Records drawn from a dataset
* * * * * * * * *
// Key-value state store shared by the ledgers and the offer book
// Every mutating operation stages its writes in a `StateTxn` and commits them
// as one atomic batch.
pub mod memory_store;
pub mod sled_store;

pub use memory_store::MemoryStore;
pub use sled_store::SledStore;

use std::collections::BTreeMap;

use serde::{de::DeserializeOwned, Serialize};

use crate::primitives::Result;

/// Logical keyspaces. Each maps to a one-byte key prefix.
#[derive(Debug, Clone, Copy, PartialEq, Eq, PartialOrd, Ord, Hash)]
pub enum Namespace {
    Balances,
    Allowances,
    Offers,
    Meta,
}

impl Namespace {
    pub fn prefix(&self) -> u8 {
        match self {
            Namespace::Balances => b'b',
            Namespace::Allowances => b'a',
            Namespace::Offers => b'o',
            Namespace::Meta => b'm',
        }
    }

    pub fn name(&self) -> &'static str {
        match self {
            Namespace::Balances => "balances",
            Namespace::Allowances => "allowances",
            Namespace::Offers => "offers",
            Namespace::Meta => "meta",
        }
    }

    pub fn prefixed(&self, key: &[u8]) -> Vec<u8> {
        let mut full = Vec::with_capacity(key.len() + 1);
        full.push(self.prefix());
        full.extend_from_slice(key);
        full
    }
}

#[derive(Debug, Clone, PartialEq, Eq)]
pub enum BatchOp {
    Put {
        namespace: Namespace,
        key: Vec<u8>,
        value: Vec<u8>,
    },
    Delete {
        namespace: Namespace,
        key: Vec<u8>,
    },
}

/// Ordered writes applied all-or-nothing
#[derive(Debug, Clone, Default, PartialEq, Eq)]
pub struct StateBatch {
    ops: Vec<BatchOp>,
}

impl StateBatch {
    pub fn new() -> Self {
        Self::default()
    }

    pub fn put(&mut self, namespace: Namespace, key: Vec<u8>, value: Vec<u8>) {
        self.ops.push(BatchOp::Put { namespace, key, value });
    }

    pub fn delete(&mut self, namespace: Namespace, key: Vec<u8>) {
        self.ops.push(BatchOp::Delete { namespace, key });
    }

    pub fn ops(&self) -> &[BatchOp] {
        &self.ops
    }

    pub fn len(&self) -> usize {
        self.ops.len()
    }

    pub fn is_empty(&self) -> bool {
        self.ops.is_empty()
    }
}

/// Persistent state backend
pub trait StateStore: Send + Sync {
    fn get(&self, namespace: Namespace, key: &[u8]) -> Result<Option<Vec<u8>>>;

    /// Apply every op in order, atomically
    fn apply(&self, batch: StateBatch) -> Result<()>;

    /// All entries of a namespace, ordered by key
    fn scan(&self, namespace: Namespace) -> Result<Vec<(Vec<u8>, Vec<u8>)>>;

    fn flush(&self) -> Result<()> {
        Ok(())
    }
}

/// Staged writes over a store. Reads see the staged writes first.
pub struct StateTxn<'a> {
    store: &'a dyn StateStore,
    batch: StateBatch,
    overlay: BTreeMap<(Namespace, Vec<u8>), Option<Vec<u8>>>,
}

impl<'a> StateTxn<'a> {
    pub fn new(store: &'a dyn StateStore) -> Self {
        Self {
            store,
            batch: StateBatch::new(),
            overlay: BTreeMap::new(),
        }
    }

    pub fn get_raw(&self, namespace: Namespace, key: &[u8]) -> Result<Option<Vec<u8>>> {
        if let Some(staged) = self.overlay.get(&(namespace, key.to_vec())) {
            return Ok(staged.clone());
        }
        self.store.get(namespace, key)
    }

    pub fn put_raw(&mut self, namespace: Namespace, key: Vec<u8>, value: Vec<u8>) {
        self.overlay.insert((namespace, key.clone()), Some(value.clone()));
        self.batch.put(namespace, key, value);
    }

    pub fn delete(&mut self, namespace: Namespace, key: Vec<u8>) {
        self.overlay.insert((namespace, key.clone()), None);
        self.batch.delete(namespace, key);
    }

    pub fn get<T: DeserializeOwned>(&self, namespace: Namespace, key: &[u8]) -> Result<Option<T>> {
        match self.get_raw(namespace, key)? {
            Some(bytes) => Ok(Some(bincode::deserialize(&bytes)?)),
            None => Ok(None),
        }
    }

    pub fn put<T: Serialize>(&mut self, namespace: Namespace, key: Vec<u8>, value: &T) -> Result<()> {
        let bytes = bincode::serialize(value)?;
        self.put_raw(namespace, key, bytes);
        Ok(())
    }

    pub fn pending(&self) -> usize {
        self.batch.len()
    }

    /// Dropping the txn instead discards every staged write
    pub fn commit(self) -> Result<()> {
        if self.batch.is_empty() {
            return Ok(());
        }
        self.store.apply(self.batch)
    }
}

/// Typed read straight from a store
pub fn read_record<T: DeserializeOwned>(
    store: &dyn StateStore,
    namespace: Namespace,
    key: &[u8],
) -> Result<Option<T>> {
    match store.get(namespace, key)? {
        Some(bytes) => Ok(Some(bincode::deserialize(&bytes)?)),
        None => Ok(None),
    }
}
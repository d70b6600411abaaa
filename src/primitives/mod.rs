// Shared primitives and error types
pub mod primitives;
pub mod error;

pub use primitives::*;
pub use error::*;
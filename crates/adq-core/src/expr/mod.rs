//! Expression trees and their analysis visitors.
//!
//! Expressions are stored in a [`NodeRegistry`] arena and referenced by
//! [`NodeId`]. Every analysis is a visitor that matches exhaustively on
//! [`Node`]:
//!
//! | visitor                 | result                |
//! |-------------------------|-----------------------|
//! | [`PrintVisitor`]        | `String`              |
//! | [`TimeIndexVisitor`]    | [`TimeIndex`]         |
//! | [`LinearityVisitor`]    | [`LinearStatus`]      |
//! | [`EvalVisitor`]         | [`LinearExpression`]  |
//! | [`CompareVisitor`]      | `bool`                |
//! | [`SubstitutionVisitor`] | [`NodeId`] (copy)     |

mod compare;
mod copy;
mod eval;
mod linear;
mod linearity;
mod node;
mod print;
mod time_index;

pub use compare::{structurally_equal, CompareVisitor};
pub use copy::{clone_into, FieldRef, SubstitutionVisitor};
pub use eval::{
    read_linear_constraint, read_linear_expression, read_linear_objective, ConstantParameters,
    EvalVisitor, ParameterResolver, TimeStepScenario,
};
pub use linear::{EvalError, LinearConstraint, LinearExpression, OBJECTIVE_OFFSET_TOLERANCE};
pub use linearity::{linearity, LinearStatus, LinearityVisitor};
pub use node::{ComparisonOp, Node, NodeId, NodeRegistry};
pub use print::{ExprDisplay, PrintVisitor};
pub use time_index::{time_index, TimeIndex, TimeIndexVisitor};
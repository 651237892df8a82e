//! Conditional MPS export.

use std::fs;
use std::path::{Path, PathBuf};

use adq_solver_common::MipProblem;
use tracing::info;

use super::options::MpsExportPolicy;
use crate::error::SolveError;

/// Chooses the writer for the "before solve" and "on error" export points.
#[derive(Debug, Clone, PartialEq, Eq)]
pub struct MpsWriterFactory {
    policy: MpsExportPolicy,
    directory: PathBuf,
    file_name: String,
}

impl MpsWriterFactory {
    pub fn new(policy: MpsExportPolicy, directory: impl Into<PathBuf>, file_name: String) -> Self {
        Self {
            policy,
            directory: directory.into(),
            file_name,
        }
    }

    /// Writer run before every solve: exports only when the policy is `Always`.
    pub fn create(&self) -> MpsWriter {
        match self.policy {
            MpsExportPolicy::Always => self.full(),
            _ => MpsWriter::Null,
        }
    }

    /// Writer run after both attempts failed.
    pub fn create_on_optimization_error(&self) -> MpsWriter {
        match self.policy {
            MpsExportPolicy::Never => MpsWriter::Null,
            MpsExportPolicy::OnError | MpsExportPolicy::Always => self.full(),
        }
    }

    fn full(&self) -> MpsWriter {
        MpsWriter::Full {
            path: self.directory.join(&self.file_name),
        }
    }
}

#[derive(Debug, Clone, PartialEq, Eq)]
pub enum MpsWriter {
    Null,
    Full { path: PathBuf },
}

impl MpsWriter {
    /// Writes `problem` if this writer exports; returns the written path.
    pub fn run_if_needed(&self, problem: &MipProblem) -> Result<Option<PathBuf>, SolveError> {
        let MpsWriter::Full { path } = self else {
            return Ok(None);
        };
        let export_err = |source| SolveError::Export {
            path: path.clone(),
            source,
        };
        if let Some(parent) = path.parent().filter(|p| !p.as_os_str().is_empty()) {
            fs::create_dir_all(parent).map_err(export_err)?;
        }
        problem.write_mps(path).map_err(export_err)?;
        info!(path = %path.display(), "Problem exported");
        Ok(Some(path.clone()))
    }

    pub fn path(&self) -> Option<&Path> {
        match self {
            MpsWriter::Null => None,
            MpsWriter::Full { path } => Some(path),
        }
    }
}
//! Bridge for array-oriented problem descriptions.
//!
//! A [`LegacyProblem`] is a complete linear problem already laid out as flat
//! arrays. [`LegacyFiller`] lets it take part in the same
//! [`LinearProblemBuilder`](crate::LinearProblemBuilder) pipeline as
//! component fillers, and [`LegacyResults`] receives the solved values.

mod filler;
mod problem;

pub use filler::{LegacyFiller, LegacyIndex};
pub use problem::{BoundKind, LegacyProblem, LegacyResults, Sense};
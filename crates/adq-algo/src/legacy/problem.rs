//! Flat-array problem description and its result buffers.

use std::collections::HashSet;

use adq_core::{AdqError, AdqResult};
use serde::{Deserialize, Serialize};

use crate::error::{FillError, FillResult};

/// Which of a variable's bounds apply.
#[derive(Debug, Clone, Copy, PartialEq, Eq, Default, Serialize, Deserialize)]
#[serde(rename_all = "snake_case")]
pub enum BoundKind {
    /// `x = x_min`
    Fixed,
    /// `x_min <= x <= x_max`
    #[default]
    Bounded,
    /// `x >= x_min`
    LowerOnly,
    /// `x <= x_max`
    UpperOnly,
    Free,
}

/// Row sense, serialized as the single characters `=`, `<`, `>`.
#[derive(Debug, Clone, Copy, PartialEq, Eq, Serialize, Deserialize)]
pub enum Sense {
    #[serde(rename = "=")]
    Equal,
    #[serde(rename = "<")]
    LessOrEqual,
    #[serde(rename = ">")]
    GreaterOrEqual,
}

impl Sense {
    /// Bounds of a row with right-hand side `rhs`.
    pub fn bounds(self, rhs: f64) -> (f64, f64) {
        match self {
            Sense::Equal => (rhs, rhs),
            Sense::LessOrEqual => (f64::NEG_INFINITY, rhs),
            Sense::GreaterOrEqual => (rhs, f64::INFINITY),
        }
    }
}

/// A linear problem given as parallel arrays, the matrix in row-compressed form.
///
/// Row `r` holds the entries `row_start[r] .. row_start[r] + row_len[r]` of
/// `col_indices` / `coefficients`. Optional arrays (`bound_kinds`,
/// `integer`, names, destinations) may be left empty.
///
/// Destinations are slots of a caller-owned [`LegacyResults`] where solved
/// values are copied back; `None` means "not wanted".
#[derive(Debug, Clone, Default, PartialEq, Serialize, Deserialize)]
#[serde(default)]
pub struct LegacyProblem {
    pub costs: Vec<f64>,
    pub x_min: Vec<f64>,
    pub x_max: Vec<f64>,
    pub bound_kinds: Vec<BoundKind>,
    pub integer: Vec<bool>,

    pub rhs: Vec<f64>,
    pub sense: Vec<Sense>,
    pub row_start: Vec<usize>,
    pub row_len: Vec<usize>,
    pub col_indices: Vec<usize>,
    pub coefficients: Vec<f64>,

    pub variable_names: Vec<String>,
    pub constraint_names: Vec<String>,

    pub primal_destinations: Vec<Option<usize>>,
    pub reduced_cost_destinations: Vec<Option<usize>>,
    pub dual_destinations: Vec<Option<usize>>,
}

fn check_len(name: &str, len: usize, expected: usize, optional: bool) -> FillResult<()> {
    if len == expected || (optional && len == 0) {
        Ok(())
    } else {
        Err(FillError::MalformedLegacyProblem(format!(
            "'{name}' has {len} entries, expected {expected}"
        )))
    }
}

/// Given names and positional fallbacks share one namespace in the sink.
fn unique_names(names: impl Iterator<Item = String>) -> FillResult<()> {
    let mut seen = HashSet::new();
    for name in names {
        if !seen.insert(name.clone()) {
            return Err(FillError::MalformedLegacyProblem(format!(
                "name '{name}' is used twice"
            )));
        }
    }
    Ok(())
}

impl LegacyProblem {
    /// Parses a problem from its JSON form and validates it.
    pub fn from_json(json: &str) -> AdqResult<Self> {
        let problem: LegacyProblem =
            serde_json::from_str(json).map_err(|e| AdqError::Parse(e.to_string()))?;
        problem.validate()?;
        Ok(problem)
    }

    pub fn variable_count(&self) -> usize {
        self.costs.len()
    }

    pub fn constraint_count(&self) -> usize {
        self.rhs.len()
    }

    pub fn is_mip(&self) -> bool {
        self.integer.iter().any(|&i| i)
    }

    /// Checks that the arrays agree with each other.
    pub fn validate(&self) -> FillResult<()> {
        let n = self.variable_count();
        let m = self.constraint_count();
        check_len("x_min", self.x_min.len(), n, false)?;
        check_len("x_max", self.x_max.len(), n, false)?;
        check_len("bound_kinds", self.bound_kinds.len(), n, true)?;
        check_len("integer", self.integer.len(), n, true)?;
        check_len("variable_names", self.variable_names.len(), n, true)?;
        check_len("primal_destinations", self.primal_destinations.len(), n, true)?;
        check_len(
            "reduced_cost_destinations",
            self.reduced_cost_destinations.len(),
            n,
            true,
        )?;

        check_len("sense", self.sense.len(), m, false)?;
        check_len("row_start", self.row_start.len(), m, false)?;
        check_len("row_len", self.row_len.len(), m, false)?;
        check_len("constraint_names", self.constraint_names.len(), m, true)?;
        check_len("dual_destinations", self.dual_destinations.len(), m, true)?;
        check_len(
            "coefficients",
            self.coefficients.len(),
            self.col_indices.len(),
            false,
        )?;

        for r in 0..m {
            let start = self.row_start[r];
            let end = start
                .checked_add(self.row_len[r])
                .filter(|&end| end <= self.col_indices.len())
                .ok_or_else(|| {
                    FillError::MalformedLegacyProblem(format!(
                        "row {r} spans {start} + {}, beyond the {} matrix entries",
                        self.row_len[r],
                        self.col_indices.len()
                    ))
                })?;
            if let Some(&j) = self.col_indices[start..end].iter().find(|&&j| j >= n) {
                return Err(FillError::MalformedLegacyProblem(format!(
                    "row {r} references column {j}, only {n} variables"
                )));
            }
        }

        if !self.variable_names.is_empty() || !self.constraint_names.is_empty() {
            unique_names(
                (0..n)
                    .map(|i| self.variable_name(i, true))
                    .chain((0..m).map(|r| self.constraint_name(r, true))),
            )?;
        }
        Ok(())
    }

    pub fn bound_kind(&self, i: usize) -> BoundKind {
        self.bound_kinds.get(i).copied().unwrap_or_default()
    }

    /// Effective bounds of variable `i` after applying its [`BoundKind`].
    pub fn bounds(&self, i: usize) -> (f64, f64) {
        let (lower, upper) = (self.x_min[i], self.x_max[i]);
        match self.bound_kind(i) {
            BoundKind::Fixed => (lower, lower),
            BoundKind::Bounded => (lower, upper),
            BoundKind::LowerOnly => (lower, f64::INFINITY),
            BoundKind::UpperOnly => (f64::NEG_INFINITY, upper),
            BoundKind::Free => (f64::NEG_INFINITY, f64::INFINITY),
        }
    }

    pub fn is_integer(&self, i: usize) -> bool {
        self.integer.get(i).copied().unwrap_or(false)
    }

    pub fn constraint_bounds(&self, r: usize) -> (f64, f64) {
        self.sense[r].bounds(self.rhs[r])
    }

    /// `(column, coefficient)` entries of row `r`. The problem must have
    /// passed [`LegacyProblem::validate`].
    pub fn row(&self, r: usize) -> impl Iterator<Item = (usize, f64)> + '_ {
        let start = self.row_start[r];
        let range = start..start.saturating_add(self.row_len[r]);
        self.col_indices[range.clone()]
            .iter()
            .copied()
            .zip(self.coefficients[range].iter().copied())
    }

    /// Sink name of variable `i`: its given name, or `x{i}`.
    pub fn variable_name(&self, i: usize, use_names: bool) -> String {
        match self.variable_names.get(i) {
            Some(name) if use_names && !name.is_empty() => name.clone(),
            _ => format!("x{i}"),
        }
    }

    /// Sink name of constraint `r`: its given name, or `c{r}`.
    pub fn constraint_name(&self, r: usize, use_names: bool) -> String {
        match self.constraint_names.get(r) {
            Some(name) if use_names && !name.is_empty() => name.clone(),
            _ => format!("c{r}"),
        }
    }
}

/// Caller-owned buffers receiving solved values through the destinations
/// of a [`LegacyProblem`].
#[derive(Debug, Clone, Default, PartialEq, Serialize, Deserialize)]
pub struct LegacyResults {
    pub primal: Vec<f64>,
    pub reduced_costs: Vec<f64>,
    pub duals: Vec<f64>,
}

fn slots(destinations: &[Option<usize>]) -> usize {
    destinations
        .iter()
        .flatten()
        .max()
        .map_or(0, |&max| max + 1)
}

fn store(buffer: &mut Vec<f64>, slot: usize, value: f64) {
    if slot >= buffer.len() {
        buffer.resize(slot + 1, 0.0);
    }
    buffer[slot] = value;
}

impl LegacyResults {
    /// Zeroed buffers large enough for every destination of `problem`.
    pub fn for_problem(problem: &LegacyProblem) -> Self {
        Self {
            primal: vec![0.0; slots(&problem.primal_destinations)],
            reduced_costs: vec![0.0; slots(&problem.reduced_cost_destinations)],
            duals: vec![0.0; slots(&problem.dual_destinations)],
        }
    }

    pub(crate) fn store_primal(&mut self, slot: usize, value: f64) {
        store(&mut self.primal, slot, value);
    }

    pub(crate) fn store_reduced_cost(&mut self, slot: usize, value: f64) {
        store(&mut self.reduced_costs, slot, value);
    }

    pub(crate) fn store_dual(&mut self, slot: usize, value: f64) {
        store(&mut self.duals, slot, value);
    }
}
* * * * * * * * *
## What is being asked
Report all lines above with "buffers".

## Finished task
//! Flat-array problem description and its result buffers.
/// Caller-owned buffers receiving solved values through the destinations
    /// Zeroed buffers large enough for every destination of `problem`.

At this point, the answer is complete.